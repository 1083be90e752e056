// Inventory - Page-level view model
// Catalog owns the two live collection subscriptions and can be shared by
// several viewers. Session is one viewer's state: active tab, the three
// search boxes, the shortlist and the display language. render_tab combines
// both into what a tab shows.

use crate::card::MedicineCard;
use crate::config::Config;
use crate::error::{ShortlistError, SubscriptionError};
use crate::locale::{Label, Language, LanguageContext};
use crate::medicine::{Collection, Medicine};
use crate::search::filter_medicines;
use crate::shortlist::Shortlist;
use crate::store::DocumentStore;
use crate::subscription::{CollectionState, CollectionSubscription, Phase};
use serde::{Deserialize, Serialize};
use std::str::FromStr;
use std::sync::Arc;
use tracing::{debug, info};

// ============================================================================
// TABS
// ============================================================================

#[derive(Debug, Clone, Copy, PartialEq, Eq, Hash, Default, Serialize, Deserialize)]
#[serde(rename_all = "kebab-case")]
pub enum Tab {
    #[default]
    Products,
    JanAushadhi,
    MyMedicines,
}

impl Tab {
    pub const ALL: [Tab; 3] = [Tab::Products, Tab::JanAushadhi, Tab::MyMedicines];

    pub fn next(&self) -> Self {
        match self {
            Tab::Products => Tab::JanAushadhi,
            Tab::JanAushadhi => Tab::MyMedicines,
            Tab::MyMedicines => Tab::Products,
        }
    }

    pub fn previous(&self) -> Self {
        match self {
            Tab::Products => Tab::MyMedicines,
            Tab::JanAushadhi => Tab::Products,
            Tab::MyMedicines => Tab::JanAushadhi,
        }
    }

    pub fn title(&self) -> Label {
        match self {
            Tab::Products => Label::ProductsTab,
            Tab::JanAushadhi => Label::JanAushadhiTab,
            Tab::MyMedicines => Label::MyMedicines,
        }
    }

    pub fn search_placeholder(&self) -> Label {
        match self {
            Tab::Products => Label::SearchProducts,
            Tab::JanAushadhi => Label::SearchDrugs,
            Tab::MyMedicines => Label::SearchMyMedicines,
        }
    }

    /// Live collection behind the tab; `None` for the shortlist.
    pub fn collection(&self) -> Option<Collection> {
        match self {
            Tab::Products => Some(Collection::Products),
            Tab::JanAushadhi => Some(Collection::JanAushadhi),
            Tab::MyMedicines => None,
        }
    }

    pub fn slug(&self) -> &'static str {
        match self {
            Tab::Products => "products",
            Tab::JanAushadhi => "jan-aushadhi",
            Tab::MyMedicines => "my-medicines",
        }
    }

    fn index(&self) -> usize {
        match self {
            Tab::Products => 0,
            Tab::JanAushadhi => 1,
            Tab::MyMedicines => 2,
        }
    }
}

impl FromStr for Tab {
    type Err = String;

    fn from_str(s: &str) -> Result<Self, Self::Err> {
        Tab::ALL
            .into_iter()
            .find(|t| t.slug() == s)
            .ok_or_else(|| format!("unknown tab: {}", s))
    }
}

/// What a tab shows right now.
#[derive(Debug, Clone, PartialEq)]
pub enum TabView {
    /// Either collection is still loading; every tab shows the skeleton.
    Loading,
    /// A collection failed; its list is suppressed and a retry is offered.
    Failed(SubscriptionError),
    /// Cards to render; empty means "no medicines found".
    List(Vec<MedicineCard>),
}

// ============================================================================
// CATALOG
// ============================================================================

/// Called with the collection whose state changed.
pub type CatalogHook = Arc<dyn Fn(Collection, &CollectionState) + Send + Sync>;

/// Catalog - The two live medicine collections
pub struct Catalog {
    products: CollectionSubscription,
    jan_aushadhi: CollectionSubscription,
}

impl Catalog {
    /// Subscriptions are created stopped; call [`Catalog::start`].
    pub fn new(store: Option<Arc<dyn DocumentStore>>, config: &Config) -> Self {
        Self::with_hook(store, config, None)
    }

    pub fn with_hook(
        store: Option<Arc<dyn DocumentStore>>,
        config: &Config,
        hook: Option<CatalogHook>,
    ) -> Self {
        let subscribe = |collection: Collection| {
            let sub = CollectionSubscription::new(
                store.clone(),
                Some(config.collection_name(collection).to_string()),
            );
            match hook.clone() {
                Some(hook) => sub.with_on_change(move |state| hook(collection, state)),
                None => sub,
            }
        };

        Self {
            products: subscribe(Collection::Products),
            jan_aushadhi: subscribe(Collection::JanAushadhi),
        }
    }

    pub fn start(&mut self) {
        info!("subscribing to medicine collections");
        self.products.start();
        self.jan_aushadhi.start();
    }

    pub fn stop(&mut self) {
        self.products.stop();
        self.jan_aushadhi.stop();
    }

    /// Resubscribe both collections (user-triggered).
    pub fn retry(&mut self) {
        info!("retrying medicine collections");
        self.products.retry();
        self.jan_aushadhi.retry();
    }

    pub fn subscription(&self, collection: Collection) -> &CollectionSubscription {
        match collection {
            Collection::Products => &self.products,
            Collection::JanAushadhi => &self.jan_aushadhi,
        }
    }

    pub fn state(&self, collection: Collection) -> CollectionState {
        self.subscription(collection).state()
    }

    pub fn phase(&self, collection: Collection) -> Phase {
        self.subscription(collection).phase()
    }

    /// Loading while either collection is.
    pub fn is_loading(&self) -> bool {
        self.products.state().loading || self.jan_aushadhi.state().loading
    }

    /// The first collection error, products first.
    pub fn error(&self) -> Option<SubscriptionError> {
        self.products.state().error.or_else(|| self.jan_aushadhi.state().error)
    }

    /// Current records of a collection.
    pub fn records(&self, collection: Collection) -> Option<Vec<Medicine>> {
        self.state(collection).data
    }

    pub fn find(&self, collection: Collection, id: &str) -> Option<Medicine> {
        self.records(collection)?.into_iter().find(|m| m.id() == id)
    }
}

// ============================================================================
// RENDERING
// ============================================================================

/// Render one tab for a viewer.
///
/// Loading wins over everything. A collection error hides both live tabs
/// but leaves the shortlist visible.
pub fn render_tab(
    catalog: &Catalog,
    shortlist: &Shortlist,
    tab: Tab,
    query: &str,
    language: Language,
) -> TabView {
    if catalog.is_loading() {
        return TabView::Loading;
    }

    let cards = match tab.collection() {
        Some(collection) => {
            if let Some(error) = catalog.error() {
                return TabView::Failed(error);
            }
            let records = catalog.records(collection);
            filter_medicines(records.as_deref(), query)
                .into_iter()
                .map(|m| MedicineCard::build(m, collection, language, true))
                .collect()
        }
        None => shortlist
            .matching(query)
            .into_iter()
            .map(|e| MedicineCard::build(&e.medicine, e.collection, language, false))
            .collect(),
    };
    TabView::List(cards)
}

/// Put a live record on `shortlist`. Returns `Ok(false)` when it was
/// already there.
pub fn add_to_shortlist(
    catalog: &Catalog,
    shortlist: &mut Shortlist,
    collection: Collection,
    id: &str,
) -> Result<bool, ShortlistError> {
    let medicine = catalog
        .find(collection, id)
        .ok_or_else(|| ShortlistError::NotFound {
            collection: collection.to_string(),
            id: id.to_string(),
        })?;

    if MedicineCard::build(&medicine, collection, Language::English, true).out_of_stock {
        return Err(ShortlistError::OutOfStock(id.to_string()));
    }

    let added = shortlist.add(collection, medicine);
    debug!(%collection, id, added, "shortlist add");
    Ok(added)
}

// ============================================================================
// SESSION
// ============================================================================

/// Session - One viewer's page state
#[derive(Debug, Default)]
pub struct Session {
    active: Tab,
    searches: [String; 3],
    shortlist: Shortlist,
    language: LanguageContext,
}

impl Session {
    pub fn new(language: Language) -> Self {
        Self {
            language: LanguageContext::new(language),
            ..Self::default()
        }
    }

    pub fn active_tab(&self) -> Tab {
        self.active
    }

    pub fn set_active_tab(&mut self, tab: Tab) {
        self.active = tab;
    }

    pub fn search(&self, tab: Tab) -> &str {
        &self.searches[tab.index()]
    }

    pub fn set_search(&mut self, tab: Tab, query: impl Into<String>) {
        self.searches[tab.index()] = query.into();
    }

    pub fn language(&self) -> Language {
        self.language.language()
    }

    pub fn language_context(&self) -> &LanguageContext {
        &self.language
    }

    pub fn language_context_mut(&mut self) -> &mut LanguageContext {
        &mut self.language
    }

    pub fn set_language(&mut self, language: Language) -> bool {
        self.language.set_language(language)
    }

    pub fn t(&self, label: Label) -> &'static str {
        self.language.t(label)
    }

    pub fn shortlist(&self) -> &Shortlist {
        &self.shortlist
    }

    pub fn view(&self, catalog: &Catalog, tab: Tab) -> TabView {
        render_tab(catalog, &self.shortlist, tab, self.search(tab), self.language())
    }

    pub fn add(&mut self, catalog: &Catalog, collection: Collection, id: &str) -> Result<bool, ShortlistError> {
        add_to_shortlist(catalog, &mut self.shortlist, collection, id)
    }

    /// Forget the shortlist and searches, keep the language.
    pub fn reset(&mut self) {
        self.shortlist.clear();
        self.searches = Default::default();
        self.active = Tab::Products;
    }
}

(EXERCISE DESCRIPTION)
Please tally the lines of the listing that include the string "CatalogHook". Give the total alone.

(REPLY TO THE TASK)
2